• Requirement:
For the listing below, count the lines that contain "bool" and report only the number.
********************
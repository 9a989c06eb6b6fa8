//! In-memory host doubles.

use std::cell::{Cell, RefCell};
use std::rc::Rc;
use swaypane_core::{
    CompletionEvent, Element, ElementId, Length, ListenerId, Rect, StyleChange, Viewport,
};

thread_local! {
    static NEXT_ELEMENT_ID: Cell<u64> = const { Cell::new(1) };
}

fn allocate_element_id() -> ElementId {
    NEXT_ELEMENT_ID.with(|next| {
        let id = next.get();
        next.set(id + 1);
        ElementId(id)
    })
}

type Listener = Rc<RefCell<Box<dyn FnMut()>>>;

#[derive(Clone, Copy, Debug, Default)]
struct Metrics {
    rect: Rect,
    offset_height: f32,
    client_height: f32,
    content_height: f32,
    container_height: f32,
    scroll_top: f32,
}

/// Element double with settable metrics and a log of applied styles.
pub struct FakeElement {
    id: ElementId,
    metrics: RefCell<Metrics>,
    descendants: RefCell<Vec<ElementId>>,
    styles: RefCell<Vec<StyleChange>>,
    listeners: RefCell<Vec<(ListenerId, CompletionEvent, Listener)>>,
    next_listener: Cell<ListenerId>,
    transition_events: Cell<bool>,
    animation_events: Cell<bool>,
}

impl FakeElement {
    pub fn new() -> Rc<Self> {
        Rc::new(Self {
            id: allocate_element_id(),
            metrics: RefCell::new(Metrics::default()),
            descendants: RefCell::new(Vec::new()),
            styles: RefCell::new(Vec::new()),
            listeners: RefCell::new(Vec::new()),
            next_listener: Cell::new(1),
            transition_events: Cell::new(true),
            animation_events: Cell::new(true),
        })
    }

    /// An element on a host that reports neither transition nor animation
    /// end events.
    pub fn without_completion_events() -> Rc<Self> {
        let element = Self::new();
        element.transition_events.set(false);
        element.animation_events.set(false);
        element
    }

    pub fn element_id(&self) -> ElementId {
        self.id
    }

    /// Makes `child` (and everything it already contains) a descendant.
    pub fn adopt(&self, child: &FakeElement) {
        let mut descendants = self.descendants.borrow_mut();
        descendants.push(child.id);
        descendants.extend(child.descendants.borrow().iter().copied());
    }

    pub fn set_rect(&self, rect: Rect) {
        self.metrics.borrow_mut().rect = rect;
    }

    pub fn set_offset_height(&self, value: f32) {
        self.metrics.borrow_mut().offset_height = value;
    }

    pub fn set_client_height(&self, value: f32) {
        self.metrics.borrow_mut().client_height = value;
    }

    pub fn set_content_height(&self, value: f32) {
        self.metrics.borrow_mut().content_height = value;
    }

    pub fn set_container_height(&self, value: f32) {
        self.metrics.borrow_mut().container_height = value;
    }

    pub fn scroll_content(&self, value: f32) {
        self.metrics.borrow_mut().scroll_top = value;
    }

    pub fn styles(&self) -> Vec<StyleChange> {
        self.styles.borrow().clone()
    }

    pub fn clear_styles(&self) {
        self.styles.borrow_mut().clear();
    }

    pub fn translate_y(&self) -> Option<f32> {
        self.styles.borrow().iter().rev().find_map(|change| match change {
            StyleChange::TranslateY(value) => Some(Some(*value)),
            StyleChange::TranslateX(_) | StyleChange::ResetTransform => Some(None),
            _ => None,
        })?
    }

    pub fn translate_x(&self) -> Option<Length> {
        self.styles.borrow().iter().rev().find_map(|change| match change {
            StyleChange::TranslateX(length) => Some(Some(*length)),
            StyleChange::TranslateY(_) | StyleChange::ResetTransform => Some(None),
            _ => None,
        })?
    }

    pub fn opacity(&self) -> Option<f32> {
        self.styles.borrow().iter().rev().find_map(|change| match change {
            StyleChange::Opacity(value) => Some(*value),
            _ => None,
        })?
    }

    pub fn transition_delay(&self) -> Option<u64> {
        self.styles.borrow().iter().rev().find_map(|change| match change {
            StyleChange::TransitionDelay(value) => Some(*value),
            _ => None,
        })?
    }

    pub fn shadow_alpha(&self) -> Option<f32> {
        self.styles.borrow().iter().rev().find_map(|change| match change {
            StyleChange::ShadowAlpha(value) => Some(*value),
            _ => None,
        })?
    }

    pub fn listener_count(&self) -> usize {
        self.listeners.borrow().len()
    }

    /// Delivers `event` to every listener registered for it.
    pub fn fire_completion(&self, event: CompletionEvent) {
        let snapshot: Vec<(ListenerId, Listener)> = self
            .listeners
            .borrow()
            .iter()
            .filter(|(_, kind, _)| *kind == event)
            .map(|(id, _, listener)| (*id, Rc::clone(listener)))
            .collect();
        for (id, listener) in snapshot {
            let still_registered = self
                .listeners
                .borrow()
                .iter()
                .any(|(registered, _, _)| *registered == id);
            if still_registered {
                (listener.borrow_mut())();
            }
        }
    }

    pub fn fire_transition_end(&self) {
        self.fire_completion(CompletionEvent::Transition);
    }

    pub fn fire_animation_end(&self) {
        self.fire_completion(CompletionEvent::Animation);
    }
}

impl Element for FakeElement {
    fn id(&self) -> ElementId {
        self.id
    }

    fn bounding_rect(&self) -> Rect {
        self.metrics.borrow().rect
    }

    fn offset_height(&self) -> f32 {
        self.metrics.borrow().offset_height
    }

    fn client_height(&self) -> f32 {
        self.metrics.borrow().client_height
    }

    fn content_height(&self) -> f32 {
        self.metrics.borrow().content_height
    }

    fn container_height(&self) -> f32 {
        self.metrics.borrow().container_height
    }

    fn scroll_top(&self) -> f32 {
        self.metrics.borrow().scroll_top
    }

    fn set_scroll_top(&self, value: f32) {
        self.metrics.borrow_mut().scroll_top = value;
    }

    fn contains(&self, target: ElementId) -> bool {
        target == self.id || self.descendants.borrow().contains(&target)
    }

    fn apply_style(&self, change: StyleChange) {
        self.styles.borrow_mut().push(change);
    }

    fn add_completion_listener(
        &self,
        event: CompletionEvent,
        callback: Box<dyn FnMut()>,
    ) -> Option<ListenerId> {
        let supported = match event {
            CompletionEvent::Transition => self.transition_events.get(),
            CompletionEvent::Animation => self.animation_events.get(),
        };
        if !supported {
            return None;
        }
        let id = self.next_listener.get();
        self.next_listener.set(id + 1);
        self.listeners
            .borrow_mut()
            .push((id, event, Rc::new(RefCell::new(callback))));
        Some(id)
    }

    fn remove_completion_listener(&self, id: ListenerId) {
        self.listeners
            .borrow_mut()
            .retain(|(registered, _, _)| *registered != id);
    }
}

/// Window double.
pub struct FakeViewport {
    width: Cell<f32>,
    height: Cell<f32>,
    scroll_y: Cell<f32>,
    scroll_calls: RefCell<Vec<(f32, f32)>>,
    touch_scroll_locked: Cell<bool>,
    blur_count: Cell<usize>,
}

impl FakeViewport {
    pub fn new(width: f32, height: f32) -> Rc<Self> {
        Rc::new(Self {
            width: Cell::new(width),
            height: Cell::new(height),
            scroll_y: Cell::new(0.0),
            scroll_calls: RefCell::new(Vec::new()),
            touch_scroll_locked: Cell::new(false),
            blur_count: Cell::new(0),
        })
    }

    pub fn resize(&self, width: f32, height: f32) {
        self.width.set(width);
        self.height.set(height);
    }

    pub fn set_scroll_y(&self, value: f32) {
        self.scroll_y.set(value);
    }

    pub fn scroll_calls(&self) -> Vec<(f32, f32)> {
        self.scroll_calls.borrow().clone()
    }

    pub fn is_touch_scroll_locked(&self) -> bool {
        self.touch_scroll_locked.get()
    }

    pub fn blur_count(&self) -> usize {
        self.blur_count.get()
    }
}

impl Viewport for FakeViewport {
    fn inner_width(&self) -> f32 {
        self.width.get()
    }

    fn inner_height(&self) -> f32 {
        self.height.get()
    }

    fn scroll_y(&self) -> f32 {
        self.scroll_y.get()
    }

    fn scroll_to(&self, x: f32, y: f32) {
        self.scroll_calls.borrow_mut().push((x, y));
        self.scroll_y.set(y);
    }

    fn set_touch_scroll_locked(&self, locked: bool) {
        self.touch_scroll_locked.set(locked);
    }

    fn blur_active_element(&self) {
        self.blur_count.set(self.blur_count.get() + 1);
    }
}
********************
• Answer space:
6